With allegations of high handedness mounting, Defence Minister Mohamed Yusuf Haji quickly distanced himself from the chaos, saying he did not know who sanctioned the Kenya Defence Forces operation in the town.
Residents of Garissa, who accuse the KDF of brutality, engaged in violent clashes with police on Tuesday, leading to the death of at least one person.
National Assembly Deputy Speaker Farahb Maalim and nine other legislators condemned the soldiers and threatened to seek the intervention of the International Criminal Court to investigate possible human rights violations by the security forces.
The East African, reports that Tullow Oil may pull out of Uganda as a result of a dispute with the Kampala government.
The Irish prospecting firm is reportedly frustrated by the lack of progress on arriving at "a final investment decision" about whether to build a pipeline or a refinery.
There is a long history of disagreement between the oil companies and the government on whether crude or refined products are the best way to commercialise oil production in Uganda.
Tullow is said to favour a pipeline option to facilitate the export of crude oil, while the government would prefer a medium-sized refinery to enable the export of at least some higher value petrol products.
Unlike the two other oil companies in Uganda - France's Total and China's CNOOC, both huge multinationals - Tullow does not have the financial resources to play out a prolonged waiting game, according to analysts interviewed by The East African.
Another story in the regional paper says that the protracted battle over the construction of an international airport next to Tanzania's Serengeti National Park, pitting the government against environmentalists, is nearly over - and the government seems to have carried the day.
Plans for the construction of the 300-million-euro facility, expected to start early next year, are complete and the Tanzania Civil Aviation Authority has approved the project. All that remains now is the release of an environmental impact assessment report by the National Environmental Management Council.
The government has faced nearly six years of stiff resistance from conservationists and environmentalists opposed to the plan.
Objectors have already blocked an earlier attempt to construct a 321-kilometre tarmac road through the Serengeti.
American billionaire and conservationist Paul Tudor Jones is said to be willing to finance the construction of the airport.
Tudor, a prominent Wall Street tycoon, runs a five-star lodge at Sasakwa Hill and owns three wildlife hunting blocs covering nearly 110,000 hectares in western Serengeti.

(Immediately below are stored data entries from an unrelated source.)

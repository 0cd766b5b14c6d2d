//! Read-only introspection: node traversal and space statistics.

use std::fmt;

use smallvec::SmallVec;

use crate::layout::{child_at, children_count, NodeHeader, NodeRef, TrieHeader};
use crate::Trie;

/// One node visited by [`Trie::walk`].
#[derive(Clone, Copy, Debug, PartialEq, Eq)]
pub struct WalkEntry<'a> {
    /// Distance from the root (the root is 0).
    pub depth: usize,
    /// Bytes this node contributes to the keys below it.
    pub fragment: &'a [u8],
    /// Value of the key ending here; `None` for path-only nodes.
    pub value: Option<i64>,
}

/// Depth-first traversal over every node, including path-only ones.
///
/// Sibling order follows the children blocks; no key ordering is promised.
pub struct Walk<'a> {
    buf: &'a [u8],
    stack: SmallVec<[(NodeRef, usize); 32]>,
}

impl<'a> Iterator for Walk<'a> {
    type Item = WalkEntry<'a>;

    fn next(&mut self) -> Option<Self::Item> {
        let (node, depth) = self.stack.pop()?;
        let header = NodeHeader::read(self.buf, node);
        if header.has_children() {
            for i in 0..children_count(self.buf, header.children_offset) {
                let child = child_at(self.buf, header.children_offset, i);
                self.stack.push((NodeRef::new(child), depth + 1));
            }
        }
        Some(WalkEntry {
            depth,
            fragment: header.fragment(self.buf),
            value: header.value(self.buf),
        })
    }
}

/// Space accounting snapshot.
#[derive(Clone, Copy, Debug, PartialEq, Eq)]
pub struct TrieStats {
    pub entries: usize,
    pub next_alloc: usize,
    pub used_size: usize,
    pub wasted: usize,
    pub capacity: usize,
}

impl fmt::Display for TrieStats {
    fn fmt(&self, f: &mut fmt::Formatter<'_>) -> fmt::Result {
        write!(
            f,
            "entries {} next alloc {} used {} waste {} capacity {}",
            self.entries, self.next_alloc, self.used_size, self.wasted, self.capacity
        )
    }
}

impl Trie {
    /// Visits every node depth-first as `(depth, fragment, value)`.
    ///
    /// Meant for dumps and debugging tools.
    pub fn walk(&self) -> Walk<'_> {
        let mut stack = SmallVec::new();
        if TrieHeader::read(&self.buf).items_count > 0 {
            stack.push((NodeRef::ROOT, 0));
        }
        Walk {
            buf: &self.buf,
            stack,
        }
    }

    pub fn stats(&self) -> TrieStats {
        let h = TrieHeader::read(&self.buf);
        TrieStats {
            entries: h.items_count as usize,
            next_alloc: h.next_alloc as usize,
            used_size: h.used_size as usize,
            wasted: h.wasted(),
            capacity: self.buf.len(),
        }
    }
}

The airport project is part of President Jakaya Kikwete's dream to create a new gateway to Tanzania's northern tourism circuit, says The East African, and open up investment opportunities in the resource-rich Lake Victoria region.
According to the main story in Uganda's Daily Monitor, Congolese President Joseph Kabila yesterday arrived in Kampala for what sources said was a crisis meeting with President Yoweri Museveni, hours after M23 rebels captured Goma, the commercial capital of eastern Congo's Nord Kivu province. Rwandan President Paul Kagame quickly followed him as fighting escalated in the Kivu region.
DR Congo is adamant that the Tutsi-dominated M23 rebels are receiving military backing from Rwanda, a charge Kigali has consistently rejected.
Several investigations by the UN Group of Experts have also shown that M23 is supported by Rwanda.
The meeting of foreign affairs ministers from the Great Lakes region currently going on in Munyonyo appears to have been overtaken by yesterday's abrupt arrival of Kabila and Kagame, says the Daily Monitor.
Reports from the eastern DRC last night said rebel columns were seen marching out of Goma along the road to the South Kivu town of Bukavu.
Although M23 says it is fighting the government to prevent the ongoing marginalisation of Tutsis, Kinshasa says the reason for the rebellion is control of Congo's minerals, largely concentrated in North and South Kivu provinces.